» **About this task**: Each of the entries should be output exactly, with nothing left out.

#### Records for processing

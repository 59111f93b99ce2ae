//! Bearer token storage.
//!
//! The token from login/register is kept between runs in a small file
//! (`ClientConfig::token_file`). Every authenticated action starts with
//! [`TokenStore::require`], which fails with `MissingToken` before any
//! request is built when the user is signed out.

#[cfg(test)]
#[path = "session_test.rs"]
mod session_test;

use std::io::ErrorKind;
use std::path::{Path, PathBuf};
use std::sync::{Mutex, PoisonError};

use tracing::error;

use crate::error::ApiError;

pub trait TokenStore: Send + Sync {
    /// # Errors
    ///
    /// Storage read failures. A missing token is `Ok(None)`.
    fn load(&self) -> Result<Option<String>, ApiError>;

    /// # Errors
    ///
    /// Storage write failures.
    fn save(&self, token: &str) -> Result<(), ApiError>;

    /// # Errors
    ///
    /// Storage write failures. Clearing an absent token succeeds.
    fn clear(&self) -> Result<(), ApiError>;

    /// The stored token, or `MissingToken` (logged) when signed out.
    ///
    /// # Errors
    ///
    /// `MissingToken`, or a storage read failure.
    fn require(&self) -> Result<String, ApiError> {
        match self.load()? {
            Some(token) => Ok(token),
            None => {
                error!("no authentication token found");
                Err(ApiError::MissingToken)
            }
        }
    }

    /// Whether a token is currently stored.
    fn is_authenticated(&self) -> bool {
        matches!(self.load(), Ok(Some(_)))
    }
}

/// Token kept in a file, one line, no trailing newline.
#[derive(Debug, Clone)]
pub struct FileTokenStore {
    path: PathBuf,
}

impl FileTokenStore {
    #[must_use]
    pub fn new(path: impl Into<PathBuf>) -> Self {
        Self { path: path.into() }
    }

    #[must_use]
    pub fn path(&self) -> &Path {
        &self.path
    }
}

impl TokenStore for FileTokenStore {
    fn load(&self) -> Result<Option<String>, ApiError> {
        match std::fs::read_to_string(&self.path) {
            Ok(raw) => {
                let token = raw.trim();
                Ok(if token.is_empty() { None } else { Some(token.to_owned()) })
            }
            Err(e) if e.kind() == ErrorKind::NotFound => Ok(None),
            Err(e) => Err(e.into()),
        }
    }

    fn save(&self, token: &str) -> Result<(), ApiError> {
        if let Some(parent) = self.path.parent() {
            if !parent.as_os_str().is_empty() {
                std::fs::create_dir_all(parent)?;
            }
        }
        std::fs::write(&self.path, token)?;
        Ok(())
    }

    fn clear(&self) -> Result<(), ApiError> {
        match std::fs::remove_file(&self.path) {
            Ok(()) => Ok(()),
            Err(e) if e.kind() == ErrorKind::NotFound => Ok(()),
            Err(e) => Err(e.into()),
        }
    }
}

/// In-process token, for tests and embedding.
#[derive(Debug, Default)]
pub struct MemoryTokenStore {
    token: Mutex<Option<String>>,
}

impl MemoryTokenStore {
    #[must_use]
    pub fn with_token(token: &str) -> Self {
        Self { token: Mutex::new(Some(token.to_owned())) }
    }
}

impl TokenStore for MemoryTokenStore {
    fn load(&self) -> Result<Option<String>, ApiError> {
        Ok(self.token.lock().unwrap_or_else(PoisonError::into_inner).clone())
    }

    fn save(&self, token: &str) -> Result<(), ApiError> {
        *self.token.lock().unwrap_or_else(PoisonError::into_inner) = Some(token.to_owned());
        Ok(())
    }

    fn clear(&self) -> Result<(), ApiError> {
        *self.token.lock().unwrap_or_else(PoisonError::into_inner) = None;
        Ok(())
    }
}
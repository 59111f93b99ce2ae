//! Slideshow player: navigation state and slide transitions.
//!
//! The player only tracks which slide is showing and which way the last
//! move went. Moving is clamped at both ends; a move that would leave the
//! deck is refused and leaves the direction untouched.

#[cfg(test)]
#[path = "preview_test.rs"]
mod preview_test;

use crate::consts::{TRANSITION_MS, TRANSITION_OFFSET_PX};
use crate::render::counter_label;

#[derive(Debug, Clone, Copy, PartialEq, Eq, Default)]
pub enum Direction {
    #[default]
    Forward,
    Backward,
}

impl Direction {
    /// `+1` forward, `-1` backward.
    #[must_use]
    pub fn sign(self) -> i8 {
        match self {
            Self::Forward => 1,
            Self::Backward => -1,
        }
    }
}

/// Horizontal slide plus fade between two slides.
#[derive(Debug, Clone, Copy, PartialEq)]
pub struct Transition {
    /// Start offset of the incoming slide, px.
    pub enter_x: f64,
    /// End offset of the outgoing slide, px.
    pub exit_x: f64,
    pub from_opacity: f64,
    pub to_opacity: f64,
    pub duration_ms: u64,
}

impl Transition {
    #[must_use]
    pub fn for_direction(direction: Direction) -> Self {
        let sign = f64::from(direction.sign());
        Self {
            enter_x: sign * TRANSITION_OFFSET_PX,
            exit_x: -sign * TRANSITION_OFFSET_PX,
            from_opacity: 0.0,
            to_opacity: 1.0,
            duration_ms: TRANSITION_MS,
        }
    }
}

/// Keys the viewer and editor react to.
#[derive(Debug, Clone, Copy, PartialEq, Eq)]
pub enum NavKey {
    Left,
    Right,
    Escape,
}

impl NavKey {
    /// Map a DOM-style key name.
    #[must_use]
    pub fn from_key(key: &str) -> Option<Self> {
        match key {
            "ArrowLeft" | "Left" => Some(Self::Left),
            "ArrowRight" | "Right" => Some(Self::Right),
            "Escape" | "Esc" => Some(Self::Escape),
            _ => None,
        }
    }
}

#[derive(Debug, Clone, PartialEq, Eq)]
pub struct Player {
    index: usize,
    len: usize,
    direction: Direction,
}

impl Player {
    /// A player over `len` slides starting at `start`, clamped into range.
    #[must_use]
    pub fn new(len: usize, start: usize) -> Self {
        Self { index: start.min(len.saturating_sub(1)), len, direction: Direction::Forward }
    }

    #[must_use]
    pub fn index(&self) -> usize {
        self.index
    }

    #[must_use]
    pub fn len(&self) -> usize {
        self.len
    }

    #[must_use]
    pub fn is_empty(&self) -> bool {
        self.len == 0
    }

    #[must_use]
    pub fn direction(&self) -> Direction {
        self.direction
    }

    #[must_use]
    pub fn can_go_previous(&self) -> bool {
        self.index > 0
    }

    #[must_use]
    pub fn can_go_next(&self) -> bool {
        self.index + 1 < self.len
    }

    /// Advance one slide. Returns `false` at the last slide.
    pub fn next(&mut self) -> bool {
        if !self.can_go_next() {
            return false;
        }
        self.index += 1;
        self.direction = Direction::Forward;
        true
    }

    /// Go back one slide. Returns `false` at the first slide.
    pub fn previous(&mut self) -> bool {
        if !self.can_go_previous() {
            return false;
        }
        self.index -= 1;
        self.direction = Direction::Backward;
        true
    }

    /// Jump to `index`, picking the direction from where the player was.
    pub fn go_to(&mut self, index: usize) -> bool {
        let target = index.min(self.len.saturating_sub(1));
        if target == self.index {
            return false;
        }
        self.direction = if target > self.index { Direction::Forward } else { Direction::Backward };
        self.index = target;
        true
    }

    /// Apply an arrow key. Returns whether the slide changed.
    pub fn handle_key(&mut self, key: NavKey) -> bool {
        match key {
            NavKey::Left => self.previous(),
            NavKey::Right => self.next(),
            NavKey::Escape => false,
        }
    }

    #[must_use]
    pub fn transition(&self) -> Transition {
        Transition::for_direction(self.direction)
    }

    #[must_use]
    pub fn counter(&self) -> String {
        counter_label(self.index, self.len)
    }
}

########

» **Final answer**:
repository 59111f93b99ce2ae
//! Bearer token storage.
//!
//! The token from login/register is kept between runs in a small file
//! (`ClientConfig::token_file`). Every authenticated action starts with
//! [`TokenStore::require`], which fails with `MissingToken` before any
//! request is built when the user is signed out.

#[cfg(test)]
#[path = "session_test.rs"]
mod session_test;

use std::io::ErrorKind;
use std::path::{Path, PathBuf};
use std::sync::{Mutex, PoisonError};

use tracing::error;

use crate::error::ApiError;

pub trait TokenStore: Send + Sync {
    /// # Errors
    ///
    /// Storage read failures. A missing token is `Ok(None)`.
    fn load(&self) -> Result<Option<String>, ApiError>;

    /// # Errors
    ///
    /// Storage write failures.
    fn save(&self, token: &str) -> Result<(), ApiError>;

    /// # Errors
    ///
    /// Storage write failures. Clearing an absent token succeeds.
    fn clear(&self) -> Result<(), ApiError>;

    /// The stored token, or `MissingToken` (logged) when signed out.
    ///
    /// # Errors
    ///
    /// `MissingToken`, or a storage read failure.
    fn require(&self) -> Result<String, ApiError> {
        match self.load()? {
            Some(token) => Ok(token),
            None => {
                error!("no authentication token found");
                Err(ApiError::MissingToken)
            }
        }
    }

    /// Whether a token is currently stored.
    fn is_authenticated(&self) -> bool {
        matches!(self.load(), Ok(Some(_)))
    }
}

/// Token kept in a file, one line, no trailing newline.
#[derive(Debug, Clone)]
pub struct FileTokenStore {
    path: PathBuf,
}

impl FileTokenStore {
    #[must_use]
    pub fn new(path: impl Into<PathBuf>) -> Self {
        Self { path: path.into() }
    }

    #[must_use]
    pub fn path(&self) -> &Path {
        &self.path
    }
}

impl TokenStore for FileTokenStore {
    fn load(&self) -> Result<Option<String>, ApiError> {
        match std::fs::read_to_string(&self.path) {
            Ok(raw) => {
                let token = raw.trim();
                Ok(if token.is_empty() { None } else { Some(token.to_owned()) })
            }
            Err(e) if e.kind() == ErrorKind::NotFound => Ok(None),
            Err(e) => Err(e.into()),
        }
    }

    fn save(&self, token: &str) -> Result<(), ApiError> {
        if let Some(parent) = self.path.parent() {
            if !parent.as_os_str().is_empty() {
                std::fs::create_dir_all(parent)?;
            }
        }
        std::fs::write(&self.path, token)?;
        Ok(())
    }

    fn clear(&self) -> Result<(), ApiError> {
        match std::fs::remove_file(&self.path) {
            Ok(()) => Ok(()),
            Err(e) if e.kind() == ErrorKind::NotFound => Ok(()),
            Err(e) => Err(e.into()),
        }
    }
}

/// In-process token, for tests and embedding.
#[derive(Debug, Default)]
pub struct MemoryTokenStore {
    token: Mutex<Option<String>>,
}

impl MemoryTokenStore {
    #[must_use]
    pub fn with_token(token: &str) -> Self {
        Self { token: Mutex::new(Some(token.to_owned())) }
    }
}

impl TokenStore for MemoryTokenStore {
    fn load(&self) -> Result<Option<String>, ApiError> {
        Ok(self.token.lock().unwrap_or_else(PoisonError::into_inner).clone())
    }

    fn save(&self, token: &str) -> Result<(), ApiError> {
        *self.token.lock().unwrap_or_else(PoisonError::into_inner) = Some(token.to_owned());
        Ok(())
    }

    fn clear(&self) -> Result<(), ApiError> {
        *self.token.lock().unwrap_or_else(PoisonError::into_inner) = None;
        Ok(())
    }
}
repository 59111f93b99ce2ae
//! Slideshow player: navigation state and slide transitions.
//!
//! The player only tracks which slide is showing and which way the last
//! move went. Moving is clamped at both ends; a move that would leave the
//! deck is refused and leaves the direction untouched.

#[cfg(test)]
#[path = "preview_test.rs"]
mod preview_test;

use crate::consts::{TRANSITION_MS, TRANSITION_OFFSET_PX};
use crate::render::counter_label;

#[derive(Debug, Clone, Copy, PartialEq, Eq, Default)]
pub enum Direction {
    #[default]
    Forward,
    Backward,
}

impl Direction {
    /// `+1` forward, `-1` backward.
    #[must_use]
    pub fn sign(self) -> i8 {
        match self {
            Self::Forward => 1,
            Self::Backward => -1,
        }
    }
}

/// Horizontal slide plus fade between two slides.
#[derive(Debug, Clone, Copy, PartialEq)]
pub struct Transition {
    /// Start offset of the incoming slide, px.
    pub enter_x: f64,
    /// End offset of the outgoing slide, px.
    pub exit_x: f64,
    pub from_opacity: f64,
    pub to_opacity: f64,
    pub duration_ms: u64,
}

impl Transition {
    #[must_use]
    pub fn for_direction(direction: Direction) -> Self {
        let sign = f64::from(direction.sign());
        Self {
            enter_x: sign * TRANSITION_OFFSET_PX,
            exit_x: -sign * TRANSITION_OFFSET_PX,
            from_opacity: 0.0,
            to_opacity: 1.0,
            duration_ms: TRANSITION_MS,
        }
    }
}

/// Keys the viewer and editor react to.
#[derive(Debug, Clone, Copy, PartialEq, Eq)]
pub enum NavKey {
    Left,
    Right,
    Escape,
}

impl NavKey {
    /// Map a DOM-style key name.
    #[must_use]
    pub fn from_key(key: &str) -> Option<Self> {
        match key {
            "ArrowLeft" | "Left" => Some(Self::Left),
            "ArrowRight" | "Right" => Some(Self::Right),
            "Escape" | "Esc" => Some(Self::Escape),
            _ => None,
        }
    }
}

#[derive(Debug, Clone, PartialEq, Eq)]
pub struct Player {
    index: usize,
    len: usize,
    direction: Direction,
}

impl Player {
    /// A player over `len` slides starting at `start`, clamped into range.
    #[must_use]
    pub fn new(len: usize, start: usize) -> Self {
        Self { index: start.min(len.saturating_sub(1)), len, direction: Direction::Forward }
    }

    #[must_use]
    pub fn index(&self) -> usize {
        self.index
    }

    #[must_use]
    pub fn len(&self) -> usize {
        self.len
    }

    #[must_use]
    pub fn is_empty(&self) -> bool {
        self.len == 0
    }

    #[must_use]
    pub fn direction(&self) -> Direction {
        self.direction
    }

    #[must_use]
    pub fn can_go_previous(&self) -> bool {
        self.index > 0
    }

    #[must_use]
    pub fn can_go_next(&self) -> bool {
        self.index + 1 < self.len
    }

    /// Advance one slide. Returns `false` at the last slide.
    pub fn next(&mut self) -> bool {
        if !self.can_go_next() {
            return false;
        }
        self.index += 1;
        self.direction = Direction::Forward;
        true
    }

    /// Go back one slide. Returns `false` at the first slide.
    pub fn previous(&mut self) -> bool {
        if !self.can_go_previous() {
            return false;
        }
        self.index -= 1;
        self.direction = Direction::Backward;
        true
    }

    /// Jump to `index`, picking the direction from where the player was.
    pub fn go_to(&mut self, index: usize) -> bool {
        let target = index.min(self.len.saturating_sub(1));
        if target == self.index {
            return false;
        }
        self.direction = if target > self.index { Direction::Forward } else { Direction::Backward };
        self.index = target;
        true
    }

    /// Apply an arrow key. Returns whether the slide changed.
    pub fn handle_key(&mut self, key: NavKey) -> bool {
        match key {
            NavKey::Left => self.previous(),
            NavKey::Right => self.next(),
            NavKey::Escape => false,
        }
    }

    #[must_use]
    pub fn transition(&self) -> Transition {
        Transition::for_direction(self.direction)
    }

    #[must_use]
    pub fn counter(&self) -> String {
        counter_label(self.index, self.len)
    }
}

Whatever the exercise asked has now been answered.